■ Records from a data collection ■
============================================================

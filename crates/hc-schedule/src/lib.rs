//! `hc-schedule` — visits, itineraries, and the schedule-mutation algebra.
//!
//! This crate is the algorithmic heart of the simulator.  It owns:
//!
//! - the [`Visit`] entity and its four-state machine
//!   (`NOT_SCHEDULED → SCHEDULED → EXECUTING → EXECUTED`),
//! - the [`VisitStore`] arena holding every live, removed, and unplaceable
//!   visit,
//! - free-window feasibility queries over an operator's day
//!   ([`windows`]), and
//! - the mutation algebra ([`ItineraryEdit`]) that keeps a day's itinerary
//!   feasible as real time deviates from planned time: slack accounting
//!   (`cumulable_delay`), overrun absorption with shrink/postpone cascades
//!   (`extend_visit`), and early-finish recovery (`shorten_visit`).
//!
//! Operators and the dispatcher (in `hc-agents` / `hc-dispatch`) drive these
//! primitives; nothing here draws randomness or owns agent state.

pub mod algebra;
pub mod store;
pub mod visit;
pub mod windows;

#[cfg(test)]
mod tests;

pub use algebra::ItineraryEdit;
pub use store::{Stop, VisitSpec, VisitStore};
pub use visit::{Placement, Slot, StateKind, Visit};
pub use windows::OperatorDay;
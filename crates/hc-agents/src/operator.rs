//! The `Operator` agent.
//!
//! # State machine
//!
//! ```text
//! UNAVAILABLE ──(available ∧ inside day window)──▶ IDLE
//! IDLE ──(time == etd)─────────────────────────▶ TRAVELLING
//! IDLE ──(no next visit ∧ time to go home)──────▶ TRAVELLING (homeward)
//! TRAVELLING ──(time == eta ∧ next visit)───────▶ READY
//! TRAVELLING ──(time == eta ∧ homeward)─────────▶ UNAVAILABLE
//! READY ──(time == next visit's real start)─────▶ WORKING
//! WORKING ──(time == next visit's real end)─────▶ IDLE
//! ```
//!
//! Transitions are checked in sequence each minute, so an operator can pass
//! through several states within a single tick (e.g. becoming available and
//! immediately departing).  Departures draw travel perturbations — a
//! triangular prolong with the rush-hour-adjusted probability, otherwise
//! uniform noise — and visit starts draw the analogous visit perturbations;
//! both feed the mutation algebra so the rest of the day stays feasible.

use tracing::{debug, trace};

use hc_core::time::{self, MIN_NOTICE, OP_DAY_END, OP_DAY_START, PAT_DAY_END, PAT_DAY_START};
use hc_core::{Clock, Day, Minute, MunicipalityId, OperatorId, SimParams, VisitId};
use hc_schedule::{windows, ItineraryEdit, OperatorDay, Visit, VisitStore};
use hc_spatial::CommutingGraph;

use crate::ctx::{day_adjustment, WorldCtx};

// ── State ─────────────────────────────────────────────────────────────────────

#[derive(Copy, Clone, Debug, PartialEq, Eq)]
pub enum OperatorState {
    Idle,
    Travelling,
    Ready,
    Working,
    Unavailable,
}

// ── Operator ──────────────────────────────────────────────────────────────────

/// A mobile care worker with a skill level, a contractual time budget, and
/// per-day working windows.
#[derive(Clone, Debug)]
pub struct Operator {
    pub id: OperatorId,
    pub home: MunicipalityId,
    pub skill: u8,
    /// Contractual minutes per week; work beyond it is overtime.
    pub contract_time: Minute,
    pub max_time: Minute,

    // ── Per-day calendar (mutated by quit-day / late-entry / early-exit) ──
    pub availability: Vec<bool>,
    pub day_start: Vec<Minute>,
    pub day_end: Vec<Minute>,

    // ── Live state ────────────────────────────────────────────────────────
    pub state: OperatorState,
    pub current_municipality: MunicipalityId,
    pub next_visit: Option<VisitId>,
    /// Edge being (or about to be) traversed, as (from, to).
    pub current_edge: Option<(MunicipalityId, MunicipalityId)>,
    pub etd: Option<Minute>,
    pub eta: Option<Minute>,

    // ── Accumulators ──────────────────────────────────────────────────────
    pub executed_visits: u32,
    pub workload: Minute,
    pub real_travel_time: Minute,
    pub real_inter_travel_time: Minute,
    /// False on the day's first leg; flips true on arrival at a visit so
    /// that only intermediate inter-municipal legs accrue reimbursement.
    pub is_reimbursed: bool,
    pub travel_to_reimburse: Minute,
    pub overskill_visits: u32,
    pub overskill_time: Minute,
}
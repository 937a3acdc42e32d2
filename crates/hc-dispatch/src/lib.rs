//! `hc-dispatch` — the online manager.
//!
//! Each tick the dispatcher tries to place every NOT_SCHEDULED visit on
//! some (operator, day, start) triple.  How hard it tries depends on its
//! [`DispatchLevel`](hc_core::DispatchLevel):
//!
//! - **Dummy** — preferred operators at the proposed time only.
//! - **Random** — uniform choice among feasible candidates.
//! - **Optimizer** — argmin of the objective-delta criticality factor.
//! - **Robust** — additionally weighs how much fleet-wide placement
//!   capacity the candidate would consume ([`criticality`]).

pub mod criticality;
pub mod manager;


pub use criticality::{robustness_factor, PossibleVisits};
pub use manager::{DispatchCtx, Dispatcher};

============================================================

■ What you need to do ■
What you give back must be the stretch above, starting at the line with "its four-state machine" and ending at the line with "pub mod visit;", copied exactly.

■ Result for this task ■
//! - the [`Visit`] entity and its four-state machine
//!   (`NOT_SCHEDULED → SCHEDULED → EXECUTING → EXECUTED`),
//! - the [`VisitStore`] arena holding every live, removed, and unplaceable
//!   visit,
//! - free-window feasibility queries over an operator's day
//!   ([`windows`]), and
//! - the mutation algebra ([`ItineraryEdit`]) that keeps a day's itinerary
//!   feasible as real time deviates from planned time: slack accounting
//!   (`cumulable_delay`), overrun absorption with shrink/postpone cascades
//!   (`extend_visit`), and early-finish recovery (`shorten_visit`).
//!
//! Operators and the dispatcher (in `hc-agents` / `hc-dispatch`) drive these
//! primitives; nothing here draws randomness or owns agent state.

pub mod algebra;
pub mod store;
pub mod visit;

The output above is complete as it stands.